Survey: Arkansas Consumers Planning Large Purchases

2 min read

Arkansas consumers made large household purchases in the past six months and expect to make more now because they don’t expect problems getting credit in the near future, according to the third installment of the fall 2016 Arvest Consumer Sentiment Survey.

This final piece of the survey, conducted in August and released Tuesday, focuses on consumers’ attitudes concerning spending, saving and debt.

Of the 1,200 randomly surveyed, 41 percent had made a major household purchase – such as furniture, televisions and refrigerators – in the past six months, up from 39 percent in March. According to the report, 35 percent of respondents also see the next six months as a time to go ahead with large planned purchases.

More: See the full report here.

Kathy Deck, director of the Center for Business and Economic Research in the Sam M. Walton College of Business at the University of Arkansas and lead economist for the survey, said Arkansans set a new high level of optimism in the August survey.

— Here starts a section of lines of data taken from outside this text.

//! Randomized politeness delay in front of every fetch.
//!
//! Wraps any [`Fetcher`] and pauses for a uniformly random duration before
//! each request so a target server never sees a burst of back-to-back hits.
//!
//! # Example
//!
//! ```rust,no_run
//! use gleaner_core::throttle::{PoliteFetcher, PolitenessConfig};
//! # use gleaner_core::error::AppError;
//! # use gleaner_core::models::FetchedPage;
//! # use gleaner_core::traits::Fetcher;
//! # #[derive(Clone)] struct MyFetcher;
//! # impl Fetcher for MyFetcher {
//! #     async fn fetch(&self, _: &str) -> Result<FetchedPage, AppError> { todo!() }
//! # }
//! // Sleeps between 1s and 3s before delegating to the inner fetcher.
//! let fetcher = PoliteFetcher::new(MyFetcher, PolitenessConfig::default());
//! ```

use std::time::Duration;

use rand::Rng;

use crate::error::AppError;
use crate::models::FetchedPage;
use crate::traits::Fetcher;

/// Bounds of the pre-request pause.
#[derive(Debug, Clone, Copy, PartialEq, Eq)]
pub struct PolitenessConfig {
    pub min_delay: Duration,
    pub max_delay: Duration,
}

impl PolitenessConfig {
    /// A pause drawn uniformly from `[min_delay, max_delay]`.
    ///
    /// The bounds are swapped if given in the wrong order.
    pub fn new(min_delay: Duration, max_delay: Duration) -> Self {
        if min_delay <= max_delay {
            Self {
                min_delay,
                max_delay,
            }
        } else {
            Self {
                min_delay: max_delay,
                max_delay: min_delay,
            }
        }
    }

    /// No pause at all.
    pub fn disabled() -> Self {
        Self::new(Duration::ZERO, Duration::ZERO)
    }

    /// Draw the pause for a single request.
    pub fn sample(&self) -> Duration {
        let min = self.min_delay.as_millis() as u64;
        let max = self.max_delay.as_millis() as u64;
        if min == max {
            return self.min_delay;
        }
        Duration::from_millis(rand::rng().random_range(min..=max))
    }
}

impl Default for PolitenessConfig {
    /// 1 to 3 seconds.
    fn default() -> Self {
        Self::new(Duration::from_secs(1), Duration::from_secs(3))
    }
}

/// A [`Fetcher`] wrapper that sleeps a random politeness delay before
/// every request.
///
/// The configuration is fixed at construction; callers cannot skip the
/// delay per request. The sleep is an ordinary future, so dropping the
/// fetch (cancellation, deadline) also abandons the pause.
#[derive(Debug, Clone)]
pub struct PoliteFetcher<F> {
    inner: F,
    config: PolitenessConfig,
}

impl<F: Fetcher> PoliteFetcher<F> {
    pub fn new(inner: F, config: PolitenessConfig) -> Self {
        Self { inner, config }
    }

    pub fn config(&self) -> PolitenessConfig {
        self.config
    }
}

impl<F: Fetcher> Fetcher for PoliteFetcher<F> {
    async fn fetch(&self, url: &str) -> Result<FetchedPage, AppError> {
        let pause = self.config.sample();
        if !pause.is_zero() {
            tracing::debug!(%url, pause_ms = %pause.as_millis(), "Politeness delay");
            tokio::time::sleep(pause).await;
        }
        self.inner.fetch(url).await
    }
}
use std::time::{Duration, Instant};

use chrono::Utc;
use serde::Serialize;
use tokio_util::sync::CancellationToken;

use crate::error::AppError;
use crate::models::{ExtractionOutcome, ExtractionResult, FetchedPage, PageContent};
use crate::traits::{Extractor, Fetcher, ResultStore};
use crate::util::normalize_url;

/// What the caller gets back for one URL: the attempt itself plus whether
/// it was persisted.
#[derive(Debug, Clone, Serialize)]
pub struct ScrapeOutcome {
    pub result: ExtractionResult,
    /// Row id of the stored result, if persistence succeeded.
    pub result_id: Option<i64>,
    /// Set when saving the result or its statistics failed.
    pub storage_warning: Option<String>,
}

/// Orchestrates the extraction pipeline: normalize → fetch → parse/extract →
/// assemble → save result + stats.
///
/// Generic over its collaborators via traits, so tests run without real
/// HTTP or a database.
pub struct ScrapeService<F, E, S>
where
    F: Fetcher,
    E: Extractor,
    S: ResultStore,
{
    fetcher: F,
    extractor: E,
    store: Option<S>,
    deadline: Option<Duration>,
}

impl<F, E, S> ScrapeService<F, E, S>
where
    F: Fetcher,
    E: Extractor,
    S: ResultStore,
{
    /// Create a new ScrapeService without persistence.
    pub fn new(fetcher: F, extractor: E) -> Self {
        Self {
            fetcher,
            extractor,
            store: None,
            deadline: None,
        }
    }

    /// Create a new ScrapeService that records every attempt.
    pub fn with_store(fetcher: F, extractor: E, store: S) -> Self {
        Self {
            fetcher,
            extractor,
            store: Some(store),
            deadline: None,
        }
    }

    /// Abort the fetch stage (politeness delay included) after `deadline`.
    pub fn with_deadline(mut self, deadline: Duration) -> Self {
        self.deadline = Some(deadline);
        self
    }

    /// Run the pipeline for one URL.
    ///
    /// Never fails: transport errors become a failed [`ExtractionResult`],
    /// storage errors become a `storage_warning`.
    pub async fn scrape(
        &self,
        task_id: i64,
        url: &str,
        cancel: &CancellationToken,
    ) -> ScrapeOutcome {
        let url = normalize_url(url);
        tracing::info!(task_id, %url, "Starting scrape");

        let started = Instant::now();
        let fetched = self.fetch_with_cancel(&url, cancel).await;
        let response_time = started.elapsed().as_secs_f64();

        let result = match fetched {
            Ok(page) => self.assemble(task_id, &url, page, response_time).await,
            Err(e) => {
                let message = describe_failure(&url, &e);
                tracing::error!(task_id, %url, error = %e, "Scrape failed");
                ExtractionResult {
                    task_id,
                    url: url.clone(),
                    outcome: ExtractionOutcome::Error { message },
                    response_time,
                    status_code: e.status_code(),
                    content_size: 0,
                    scraped_at: Utc::now(),
                }
            }
        };

        let (result_id, storage_warning) = match &self.store {
            Some(store) => persist(store, &result).await,
            None => (None, None),
        };

        ScrapeOutcome {
            result,
            result_id,
            storage_warning,
        }
    }

    async fn fetch_with_cancel(
        &self,
        url: &str,
        cancel: &CancellationToken,
    ) -> Result<FetchedPage, AppError> {
        let deadline = self.deadline;
        let expired = async move {
            match deadline {
                Some(d) => tokio::time::sleep(d).await,
                None => std::future::pending::<()>().await,
            }
        };

        tokio::select! {
            res = self.fetcher.fetch(url) => res,
            () = cancel.cancelled() => Err(AppError::Cancelled),
            () = expired => Err(AppError::Timeout(deadline.map_or(0, |d| d.as_secs()))),
        }
    }

    async fn assemble(
        &self,
        task_id: i64,
        url: &str,
        page: FetchedPage,
        response_time: f64,
    ) -> ExtractionResult {
        tracing::debug!(
            %url,
            network_ms = %page.elapsed.as_millis(),
            "Fetched {} bytes",
            page.body.len()
        );

        let content_size = page.body.len();
        let content = self.extract_off_runtime(page.body, url).await;
        tracing::info!(
            task_id,
            %url,
            content_size,
            links = content.payload.links.len(),
            tables = content.payload.tables.len(),
            "Extraction complete"
        );

        ExtractionResult {
            task_id,
            url: url.to_string(),
            outcome: content.into(),
            response_time,
            status_code: Some(page.status_code),
            content_size: content_size as u64,
            scraped_at: Utc::now(),
        }
    }

    /// Parse on the blocking pool so large pages do not stall other jobs.
    async fn extract_off_runtime(&self, body: Vec<u8>, url: &str) -> PageContent {
        let extractor = self.extractor.clone();
        let base_url = url.to_string();
        match tokio::task::spawn_blocking(move || extractor.extract(&body, &base_url)).await {
            Ok(content) => content,
            Err(e) => {
                tracing::error!(%url, error = %e, "Extraction task failed");
                PageContent::default()
            }
        }
    }
}

/// Save the result and its statistics. Both writes are always attempted.
async fn persist<S: ResultStore>(
    store: &S,
    result: &ExtractionResult,
) -> (Option<i64>, Option<String>) {
    let mut warnings = Vec::new();

    let result_id = match store.save(result).await {
        Ok(id) => Some(id),
        Err(e) => {
            tracing::warn!(task_id = result.task_id, url = %result.url, error = %e, "Failed to store extraction result");
            warnings.push(format!("result not stored: {e}"));
            None
        }
    };

    if let Err(e) = store.save_stats(&result.stats()).await {
        tracing::warn!(task_id = result.task_id, url = %result.url, error = %e, "Failed to store scrape stats");
        warnings.push(format!("stats not stored: {e}"));
    }

    if warnings.is_empty() {
        tracing::info!(task_id = result.task_id, ?result_id, status = %result.outcome.status(), "Stored scrape result");
        (result_id, None)
    } else {
        (result_id, Some(warnings.join("; ")))
    }
}

fn describe_failure(url: &str, error: &AppError) -> String {
    match error {
        AppError::Timeout(_) => format!("Timeout error while scraping {url}"),
        AppError::ConnectionFailure(_) => format!("Connection error while scraping {url}"),
        AppError::Cancelled => format!("Scrape of {url} was cancelled"),
        other => format!("Error scraping {url}: {other}"),
    }
}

“This is the highest level of purchase expectations since the Arvest Consumer Sentiment Survey began,” Deck said. “Current savings rates were down slightly from the previous period, but in line with what consumers have been reporting over the past few years.”

For Arkansans planning on acquiring debt in the next six months, the largest percentages were those seeking auto loans and credit cards at 6 percent, both down from 7 percent in March.

“We’re seeing a steady spending stream here, as well as healthy plans for future spending,” said Jim Cargill, president and CEO of Arvest Bank in central Arkansas. “The purchase plans for many Arkansans reflect financial confidence, in that they are pursuing consumer, auto and mortgage loans.”

From March to August, Arkansas consumers’ household savings rate decreased from 16.4 percent to 13.4 percent. But the percentage of those planning to increase their savings rate rose from 21 percent to 26 percent.

Forty percent had mortgages in August and 37 percent had auto loans. Those who reported having no outstanding debt were 34 percent — significantly higher than the region as a whole at 28 percent.

Last month, the first part of the results showed that Arkansas’ consumer sentiment index was 86.7, the highest since the survey began in spring 2014. And in the beginning of November, the second part of the survey indicated that 42 percent of Arkansans were expecting their financial situations to improve soon.